Jetson Nano Cost around 130 USD by Nvidia India.😒😒😒😒😒😒😒
Not Happy😑.
@Mai Mariarti that's GST .
@Mai Mariarti Nah, India charged him $31 in tax for being in India. He should be grateful he didn't want to buy a Harley, when India put a 100% tax on motorcycles (that was reduced to 50% when Trump got involved). All that "free stuff" in other countries is expensive ;-)
@Mai Mariarti
Yes
Just Being in India.
@@yashveerthakur7265 it's not gst.
@@stuartclubb4302
You are 100% Right.
It's just being in India.😧
2:32 You did not mention the miniplug AV OUT, I have seen a lot of reviews and they all omit this feature.
I mentioned this in my previous Pi 4B video. :)
Thanks, Chris, just learned something the use of the correct software for 4K, great video thanks again.
Did you add a good heatsink to the pi4? Although it would make the test slightly unfair I'd say that it's a performance benchmark not an out-of-the-box-how-does-it-perform benchmark
EDIT: Nevermind I should really watch the whole video before commenting....
Brilliant.. I really appreciate your illustration in comparison to the Nano.. I love your content. My *Wallet does not* ..
Thanks
Hi Chris, love your videos. Could you make a video looking at using SBCs for NAS builds? I'm keen to do this, but there don't seem to be a lot of options. Specifically I'd like to build a Plex server and the Jetson seems like it might have potential as it had four USB 3.0 ports and might be able to handle the transcoding, but I'm not sure if the USB ports are connected internally to a switch or a hub (i.e. whether or not they share bandwidth, which would be bad for performance in a RAID setup).
The only other option I've seen is the Helios4 (which seems like it might be up your street, although it's a little hard to get hold of - they might be willing to lend you a review unit though) which is the only SBC desgined specifically as a NAS that I've come across, but unfortunately apparently struggles it with transcoding for Plex:
kobol.io/helios4/
I am waiting for OMW for the Pi 4B, and then will certainly do this. :)

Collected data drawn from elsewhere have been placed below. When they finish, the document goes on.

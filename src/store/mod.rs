//! Persistence layer: key/value records for session, draft, photo and flow position.

pub mod libsql_backend;
pub mod memory;
pub(crate) mod migrations;
pub mod traits;

pub use libsql_backend::LibSqlStore;
pub use memory::MemoryStore;
pub use traits::{Store, load, save};

/// Record keys.
pub mod keys {
    /// Session JSON.
    pub const SESSION: &str = "session";
    /// DraftProfile JSON, photo excluded.
    pub const ONBOARDING_DRAFT: &str = "onboardingDraft";
    /// Profile photo data URI.
    pub const PROFILE_PHOTO: &str = "profilePhoto";
    /// Current FlowState.
    pub const FLOW_STATE: &str = "flowState";
    /// Default profile (one logical session per browser profile).
    pub const DEFAULT_PROFILE: &str = "default";
}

@@ExplainingComputers Awesome, thanks Chris! Looking forward to it :)
Wish, You were my professor in College!.. Love from India!.. Long Live!..
Thanks.
Did the pi 4 B really hit 80 deg c with that large heat sink you pictured?. The whole board gets a bit warm at just idle.
It did indeed. It gets very hot. I will tame in in a cooling video in two weeks time here!
@@ExplainingComputers That will be interesting. Mine is just sitting now waiting until some cases become available with a fan.
Developing a commercial application with SBC for WiFi RADIUS on site, and with mind set-up on the RPI-4. Then you come in and show that I can also use the GPU for machine learning over DNS on the Jetson. The question is... Why do I watch your videos? Still, great nails...
I have Nano, but I'm not recomending it! It has 4GB ram, yes sure, but 1.3GB is passivelly used by GUI, (rp ia about 200mb), so when you start Keras with TS background, TS will occupy about 2GB and you have only 700MB for deep learning - same as RP3 B+... Even jetpack examples crush sometimes because of ram shortage...
Can you not do a bare-minimum Linux install without the GUI? Or can you strip down your current install by removing all the GUI packages?